• _WHAT IS BEING ASKED_: After reading the entries below, copy word for word the lines from the first through the line containing "use mcp_mux::health::HealthMonitor;", and stop there.
───── GIVEN DATA ─────
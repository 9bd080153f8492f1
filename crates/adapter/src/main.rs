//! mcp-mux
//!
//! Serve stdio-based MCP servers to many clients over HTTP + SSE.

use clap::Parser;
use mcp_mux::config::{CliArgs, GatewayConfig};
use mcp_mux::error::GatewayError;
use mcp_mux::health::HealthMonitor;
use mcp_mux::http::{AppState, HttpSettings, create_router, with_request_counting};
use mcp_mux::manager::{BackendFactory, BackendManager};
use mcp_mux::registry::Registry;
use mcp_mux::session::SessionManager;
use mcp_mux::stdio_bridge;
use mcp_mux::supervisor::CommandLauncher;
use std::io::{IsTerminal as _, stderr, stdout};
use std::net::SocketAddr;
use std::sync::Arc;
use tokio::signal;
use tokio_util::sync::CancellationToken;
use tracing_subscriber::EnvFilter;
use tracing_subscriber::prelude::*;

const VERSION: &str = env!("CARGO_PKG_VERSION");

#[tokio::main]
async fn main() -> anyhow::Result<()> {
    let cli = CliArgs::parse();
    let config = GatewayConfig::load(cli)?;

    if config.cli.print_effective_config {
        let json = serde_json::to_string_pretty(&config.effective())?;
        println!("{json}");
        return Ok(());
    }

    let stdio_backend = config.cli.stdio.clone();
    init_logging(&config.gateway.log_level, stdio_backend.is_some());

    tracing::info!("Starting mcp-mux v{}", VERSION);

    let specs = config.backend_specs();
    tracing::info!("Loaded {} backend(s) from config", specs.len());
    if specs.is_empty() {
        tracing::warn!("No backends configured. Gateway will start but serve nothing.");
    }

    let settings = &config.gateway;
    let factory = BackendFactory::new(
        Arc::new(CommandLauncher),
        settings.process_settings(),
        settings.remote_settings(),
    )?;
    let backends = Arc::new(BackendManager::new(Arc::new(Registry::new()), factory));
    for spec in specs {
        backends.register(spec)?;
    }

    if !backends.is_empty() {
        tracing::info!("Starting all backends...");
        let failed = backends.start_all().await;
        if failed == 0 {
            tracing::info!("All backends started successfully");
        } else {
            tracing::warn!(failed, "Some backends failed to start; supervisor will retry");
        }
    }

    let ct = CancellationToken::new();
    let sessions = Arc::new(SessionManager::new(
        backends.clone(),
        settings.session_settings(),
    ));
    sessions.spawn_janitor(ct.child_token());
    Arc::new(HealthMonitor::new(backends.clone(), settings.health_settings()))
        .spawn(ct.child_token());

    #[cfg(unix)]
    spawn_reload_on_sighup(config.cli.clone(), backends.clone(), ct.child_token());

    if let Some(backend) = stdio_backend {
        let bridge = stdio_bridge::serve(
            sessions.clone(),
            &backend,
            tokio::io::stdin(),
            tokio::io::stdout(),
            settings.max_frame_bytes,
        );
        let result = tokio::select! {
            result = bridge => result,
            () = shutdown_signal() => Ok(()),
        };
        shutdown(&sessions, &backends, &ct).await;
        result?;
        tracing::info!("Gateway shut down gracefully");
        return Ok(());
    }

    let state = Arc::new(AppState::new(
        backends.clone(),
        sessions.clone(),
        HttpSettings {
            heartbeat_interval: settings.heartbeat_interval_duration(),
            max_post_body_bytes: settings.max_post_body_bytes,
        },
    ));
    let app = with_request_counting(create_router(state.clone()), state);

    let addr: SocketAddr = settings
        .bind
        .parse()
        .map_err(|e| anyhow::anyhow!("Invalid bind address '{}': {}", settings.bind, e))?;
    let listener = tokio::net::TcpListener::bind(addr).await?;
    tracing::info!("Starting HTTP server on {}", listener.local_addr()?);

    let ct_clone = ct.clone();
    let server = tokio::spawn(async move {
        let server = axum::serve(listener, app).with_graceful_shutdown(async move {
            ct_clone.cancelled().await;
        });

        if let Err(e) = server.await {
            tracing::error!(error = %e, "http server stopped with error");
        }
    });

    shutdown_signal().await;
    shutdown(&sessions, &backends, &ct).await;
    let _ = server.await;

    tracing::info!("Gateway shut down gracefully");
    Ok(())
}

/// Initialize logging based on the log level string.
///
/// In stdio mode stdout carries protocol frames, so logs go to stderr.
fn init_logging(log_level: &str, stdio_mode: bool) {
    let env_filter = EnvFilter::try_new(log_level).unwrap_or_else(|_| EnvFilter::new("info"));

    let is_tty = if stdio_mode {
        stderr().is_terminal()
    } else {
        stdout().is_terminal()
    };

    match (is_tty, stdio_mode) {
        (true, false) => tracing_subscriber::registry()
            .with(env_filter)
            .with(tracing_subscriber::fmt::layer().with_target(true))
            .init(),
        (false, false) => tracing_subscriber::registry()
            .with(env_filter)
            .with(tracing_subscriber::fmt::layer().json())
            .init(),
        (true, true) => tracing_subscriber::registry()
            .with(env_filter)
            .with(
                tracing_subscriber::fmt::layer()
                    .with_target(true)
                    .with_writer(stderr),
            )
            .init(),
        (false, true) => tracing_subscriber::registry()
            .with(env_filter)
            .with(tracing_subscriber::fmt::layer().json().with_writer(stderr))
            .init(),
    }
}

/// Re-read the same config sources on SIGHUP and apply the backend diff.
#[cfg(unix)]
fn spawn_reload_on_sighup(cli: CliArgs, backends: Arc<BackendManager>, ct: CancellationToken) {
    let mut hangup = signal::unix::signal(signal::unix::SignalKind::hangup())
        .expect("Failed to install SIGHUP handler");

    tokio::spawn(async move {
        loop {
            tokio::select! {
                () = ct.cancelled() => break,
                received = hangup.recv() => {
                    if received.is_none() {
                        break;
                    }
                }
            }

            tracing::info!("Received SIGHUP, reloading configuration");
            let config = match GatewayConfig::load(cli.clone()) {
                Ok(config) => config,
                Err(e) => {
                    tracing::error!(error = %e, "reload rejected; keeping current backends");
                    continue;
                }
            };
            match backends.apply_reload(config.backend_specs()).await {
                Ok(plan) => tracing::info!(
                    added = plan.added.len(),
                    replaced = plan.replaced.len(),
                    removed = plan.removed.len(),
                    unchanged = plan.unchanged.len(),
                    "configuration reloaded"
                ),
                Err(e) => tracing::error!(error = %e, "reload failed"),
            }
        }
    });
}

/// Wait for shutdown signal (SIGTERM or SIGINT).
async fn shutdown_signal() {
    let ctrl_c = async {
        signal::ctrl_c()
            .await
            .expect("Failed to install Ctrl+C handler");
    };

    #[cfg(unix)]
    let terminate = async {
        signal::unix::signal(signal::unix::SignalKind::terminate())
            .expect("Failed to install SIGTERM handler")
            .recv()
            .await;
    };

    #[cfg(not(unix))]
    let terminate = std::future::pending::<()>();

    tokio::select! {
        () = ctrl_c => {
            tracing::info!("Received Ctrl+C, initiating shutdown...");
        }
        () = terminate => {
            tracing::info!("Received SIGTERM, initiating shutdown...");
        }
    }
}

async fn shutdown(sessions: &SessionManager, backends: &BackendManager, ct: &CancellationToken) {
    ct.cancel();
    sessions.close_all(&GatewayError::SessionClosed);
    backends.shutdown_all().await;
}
─────
• _ANSWER TO THIS PROBLEM_:
repository 9bd080153f8492f1
filename crates/adapter/src/main.rs
//! mcp-mux
//!
//! Serve stdio-based MCP servers to many clients over HTTP + SSE.

use clap::Parser;
use mcp_mux::config::{CliArgs, GatewayConfig};
use mcp_mux::error::GatewayError;
use mcp_mux::health::HealthMonitor;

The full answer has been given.